Yang et al., ( 23 ) in an experimental study in rats, found that colorectal carcinogenesis may occur even in the absence of the mutated APC protein. This process may be related to decreased production of mucin from goblet cells due to chronic inflammation process and stress of the colonic mucosa. ( 23 ), ( 24 )
Cleary et al. ( 25 ) compared the presence of missense mutations in the APC gene in 971 patients with CRC and 954 control cases. These authors observed that such a mutation occurred in only 16 cases of CRC. They concluded that APC gene missense mutations have limited participation in the risk of developing CRC.
Foley et al. ( 15 ) suggested that the suppression of β-catenin protein by target molecules such as oligodeoxynucleotide inhibits the formation of intestinal adenomas, even in the presence of truncated APC protein. This event could explain, in part, the finding of a few cases of wild-type APC protein weakly expressed in tissues of the adjacent non-neoplastic colorectal mucosa studied in the present series.

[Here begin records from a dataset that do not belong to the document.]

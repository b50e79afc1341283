use criterion::{Criterion, criterion_group, criterion_main};
use glam::{Mat4, Quat, Vec3};
use skeletal_pose::{
    AnimationClip, BoneDesc, BoneTrackDesc, Keyframe, PlaybackState, PoseEvaluator, PostState,
    Skeleton,
};
use std::hint::black_box;

const BONE_COUNT: u32 = 64;
const KEYS_PER_CHANNEL: usize = 32;

/// A binary-tree hierarchy of deforming bones with a tail of dummies,
/// roughly the shape of a humanoid rig with attachment helpers.
fn build_skeleton() -> Skeleton {
    let mut builder = Skeleton::builder();
    for i in 0..BONE_COUNT {
        let parent = if i == 0 { None } else { Some((i - 1) / 2) };
        let desc = BoneDesc {
            rest_transform: Mat4::from_translation(Vec3::new(0.0, 0.5, 0.0)),
            ..BoneDesc::default()
        };
        builder.bone(&format!("bone_{i}"), parent, desc).unwrap();
    }
    for i in 0..8u32 {
        let desc = BoneDesc {
            is_dummy: true,
            ..BoneDesc::default()
        };
        builder
            .bone(&format!("helper_{i}"), Some(i % BONE_COUNT), desc)
            .unwrap();
    }
    builder.finish().unwrap()
}

fn build_clip(skeleton: &Skeleton) -> AnimationClip {
    let duration = 100.0;
    let mut builder = AnimationClip::builder("run", duration, 30.0);
    for i in 0..BONE_COUNT {
        let mut translation = Vec::with_capacity(KEYS_PER_CHANNEL);
        let mut rotation = Vec::with_capacity(KEYS_PER_CHANNEL);
        for k in 0..KEYS_PER_CHANNEL {
            let t = k as f32 * duration / KEYS_PER_CHANNEL as f32;
            let phase = t * 0.1 + i as f32;
            translation.push(Keyframe::new(t, Vec3::new(phase.sin(), 0.5, 0.0)));
            rotation.push(Keyframe::new(t, Quat::from_rotation_z(phase.sin() * 0.4)));
        }
        builder
            .track(
                i,
                BoneTrackDesc {
                    translation: Some(translation),
                    rotation: Some(rotation),
                    post_state: PostState::Repeat,
                    ..BoneTrackDesc::default()
                },
            )
            .unwrap();
    }
    builder.finish(skeleton).unwrap()
}

fn evaluate_benchmark(c: &mut Criterion) {
    let skeleton = build_skeleton();
    let clip = build_clip(&skeleton);
    let mut state = PlaybackState::new();
    let mut evaluator = PoseEvaluator::new();

    c.bench_function("evaluate_64_bones", |b| {
        let mut time = 0.0f32;
        b.iter(|| {
            time += 0.016;
            black_box(evaluator.evaluate(&skeleton, &clip, black_box(time), 0.0, &mut state));
        })
    });

    c.bench_function("evaluate_with_blend", |b| {
        let mut time = 0.0f32;
        b.iter(|| {
            time += 0.016;
            black_box(evaluator.evaluate(&skeleton, &clip, black_box(time), 0.2, &mut state));
        })
    });

    c.bench_function("evaluate_bind_pose", |b| {
        b.iter(|| {
            black_box(evaluator.evaluate_bind_pose(&skeleton, &mut state));
        })
    });
}

criterion_group!(benches, evaluate_benchmark);
criterion_main!(benches);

One of the most clinically relevant uses for anti-APC antibodies is immunohistochemical analysis of tissues. APC protein was detected in the nucleus and cytoplasm of human colonic tissue, with more prevalent cytoplasmic staining in colon tumors when compared to normal tissues. Most anti-APC antibodies currently available in the market have not shown to be specific for the identification of the APC protein and many commercially available clones of anti-APC recognize an unidentified protein located in the apical region of polarized epithelial cells. (26), (27) This lack of specificity in some clones of anti-APC antibodies may have contributed to the results obtained in the present study.
An antibody against the C-terminal portion of the APC protein that detects only full-length or wild-type APC protein and not a truncated form that originates from a mutation in the APC gene was used in the present study. When the APC protein is mutated, it loses its binding site in the β-catenin destruction complex, which usually results in increased expression of β-catenin in the cytoplasm and nucleus, which eventually results in decreased membrane expression. ( 19 )
Thus, the finding of decreased immunoreactivity of the wild-type APC protein in the majority of patients with colorectal adenomas suggests that the APC gene participates in alterations in colorectal adenoma formation. On the other hand, the substantial presence of wild-type APC protein in colorectal tumor tissue and adjacent non-neoplastic colorectal mucosa in the significant majority of patients with CRC may indicate that the mutated APC protein did not participate in a significant way in the process of carcinogenesis in these patients.
Conclusions
The finding of an increased expression of wild-type APC protein in colorectal adenoma tissue may indicate that the mutated APC gene participates in the process changes of the adenoma-carcinoma sequence in colorectal carcinogenesis.
The strong expression of wild-type APC protein in tissues with CRC and in the adjacent non-neoplastic colorectal mucosa suggests that, in the majority of patients in our series with colorectal carcinoma, the mutation in the APC gene did not participate in the mechanism of colorectal oncogenesis.